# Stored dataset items
· · · · · · ·

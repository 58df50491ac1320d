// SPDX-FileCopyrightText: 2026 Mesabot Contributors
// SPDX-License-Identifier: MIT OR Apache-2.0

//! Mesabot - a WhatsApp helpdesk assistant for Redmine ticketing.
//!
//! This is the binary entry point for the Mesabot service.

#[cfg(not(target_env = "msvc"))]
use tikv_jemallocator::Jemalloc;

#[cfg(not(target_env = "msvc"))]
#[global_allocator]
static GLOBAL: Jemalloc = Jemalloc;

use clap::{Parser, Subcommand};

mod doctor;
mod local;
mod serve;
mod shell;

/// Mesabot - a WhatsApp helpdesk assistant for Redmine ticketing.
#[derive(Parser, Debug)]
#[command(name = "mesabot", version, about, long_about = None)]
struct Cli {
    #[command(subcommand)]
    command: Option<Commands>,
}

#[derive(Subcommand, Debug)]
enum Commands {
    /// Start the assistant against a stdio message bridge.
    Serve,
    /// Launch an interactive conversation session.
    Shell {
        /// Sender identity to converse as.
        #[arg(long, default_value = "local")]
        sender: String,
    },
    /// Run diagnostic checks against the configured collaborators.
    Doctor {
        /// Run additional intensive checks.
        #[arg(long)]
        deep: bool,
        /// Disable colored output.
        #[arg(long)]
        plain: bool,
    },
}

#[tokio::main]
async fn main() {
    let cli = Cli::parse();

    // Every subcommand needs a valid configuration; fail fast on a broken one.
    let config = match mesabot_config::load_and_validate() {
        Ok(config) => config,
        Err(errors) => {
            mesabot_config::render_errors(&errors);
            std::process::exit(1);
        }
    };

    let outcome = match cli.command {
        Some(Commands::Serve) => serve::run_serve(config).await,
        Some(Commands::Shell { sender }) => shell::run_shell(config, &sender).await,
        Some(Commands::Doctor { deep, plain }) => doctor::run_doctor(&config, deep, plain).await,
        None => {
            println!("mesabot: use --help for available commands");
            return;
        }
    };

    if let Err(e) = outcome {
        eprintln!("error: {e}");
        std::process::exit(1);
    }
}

· · · · · · ·

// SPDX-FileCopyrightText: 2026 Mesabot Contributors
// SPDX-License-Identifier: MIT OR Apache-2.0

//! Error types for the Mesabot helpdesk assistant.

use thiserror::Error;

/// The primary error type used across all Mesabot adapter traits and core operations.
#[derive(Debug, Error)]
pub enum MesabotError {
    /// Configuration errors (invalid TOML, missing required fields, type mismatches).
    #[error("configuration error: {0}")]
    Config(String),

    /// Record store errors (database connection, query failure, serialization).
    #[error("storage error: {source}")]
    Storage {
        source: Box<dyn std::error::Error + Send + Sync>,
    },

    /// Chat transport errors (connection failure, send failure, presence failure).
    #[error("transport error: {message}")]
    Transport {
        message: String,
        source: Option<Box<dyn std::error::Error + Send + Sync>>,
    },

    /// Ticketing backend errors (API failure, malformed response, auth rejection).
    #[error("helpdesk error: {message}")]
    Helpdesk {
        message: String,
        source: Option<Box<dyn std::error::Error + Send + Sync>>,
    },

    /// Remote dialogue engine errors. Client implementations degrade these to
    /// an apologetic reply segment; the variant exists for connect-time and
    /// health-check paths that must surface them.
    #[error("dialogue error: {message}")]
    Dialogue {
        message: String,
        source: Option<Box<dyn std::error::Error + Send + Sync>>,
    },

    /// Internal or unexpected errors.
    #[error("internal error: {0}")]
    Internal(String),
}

· · · · · · ·

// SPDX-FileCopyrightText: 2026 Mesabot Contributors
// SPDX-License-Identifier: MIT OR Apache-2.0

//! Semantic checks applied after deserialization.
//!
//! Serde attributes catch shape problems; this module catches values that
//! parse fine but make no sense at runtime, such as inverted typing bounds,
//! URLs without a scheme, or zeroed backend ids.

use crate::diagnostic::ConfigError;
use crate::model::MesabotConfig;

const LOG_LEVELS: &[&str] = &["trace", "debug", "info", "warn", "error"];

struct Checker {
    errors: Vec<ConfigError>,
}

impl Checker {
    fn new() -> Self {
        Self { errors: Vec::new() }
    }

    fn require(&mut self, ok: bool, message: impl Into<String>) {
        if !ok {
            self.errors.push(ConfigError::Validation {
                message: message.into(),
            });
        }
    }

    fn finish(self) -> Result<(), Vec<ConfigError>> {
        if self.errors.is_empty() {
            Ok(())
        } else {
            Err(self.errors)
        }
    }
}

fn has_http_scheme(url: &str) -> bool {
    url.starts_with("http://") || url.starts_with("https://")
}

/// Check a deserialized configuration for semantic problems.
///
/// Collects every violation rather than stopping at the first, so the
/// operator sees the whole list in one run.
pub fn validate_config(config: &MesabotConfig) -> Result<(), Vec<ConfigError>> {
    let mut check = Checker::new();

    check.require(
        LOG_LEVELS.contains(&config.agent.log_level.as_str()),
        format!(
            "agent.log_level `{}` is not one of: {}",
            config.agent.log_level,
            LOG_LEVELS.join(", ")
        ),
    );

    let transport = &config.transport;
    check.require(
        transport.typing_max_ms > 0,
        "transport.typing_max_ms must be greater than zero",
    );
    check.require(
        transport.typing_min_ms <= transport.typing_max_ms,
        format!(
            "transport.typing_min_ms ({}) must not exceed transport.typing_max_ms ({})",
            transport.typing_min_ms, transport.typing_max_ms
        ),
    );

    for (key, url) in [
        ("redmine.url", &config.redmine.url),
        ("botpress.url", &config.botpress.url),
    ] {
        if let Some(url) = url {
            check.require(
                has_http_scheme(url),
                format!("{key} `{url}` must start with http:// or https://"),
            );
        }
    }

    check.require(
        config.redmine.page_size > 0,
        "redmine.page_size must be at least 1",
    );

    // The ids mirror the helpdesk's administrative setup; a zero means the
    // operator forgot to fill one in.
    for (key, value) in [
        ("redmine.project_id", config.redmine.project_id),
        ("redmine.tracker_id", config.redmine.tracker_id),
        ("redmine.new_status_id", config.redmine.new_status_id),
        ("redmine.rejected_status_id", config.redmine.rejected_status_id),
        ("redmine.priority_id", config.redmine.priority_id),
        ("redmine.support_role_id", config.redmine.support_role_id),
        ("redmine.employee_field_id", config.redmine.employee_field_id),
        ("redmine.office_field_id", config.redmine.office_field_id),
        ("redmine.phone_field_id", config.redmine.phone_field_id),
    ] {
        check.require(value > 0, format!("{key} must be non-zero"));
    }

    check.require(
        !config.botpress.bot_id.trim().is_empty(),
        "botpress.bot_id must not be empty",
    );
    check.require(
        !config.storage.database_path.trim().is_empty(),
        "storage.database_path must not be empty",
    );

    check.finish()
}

· · · · · · ·

# Task to carry out
Your task is to find every line above containing the word "Some" and copy it.

# Result for this exercise
        Some(Commands::Serve) => serve::run_serve(config).await,
        Some(Commands::Shell { sender }) => shell::run_shell(config, &sender).await,
        Some(Commands::Doctor { deep, plain }) => doctor::run_doctor(&config, deep, plain).await,
        if let Some(url) = url {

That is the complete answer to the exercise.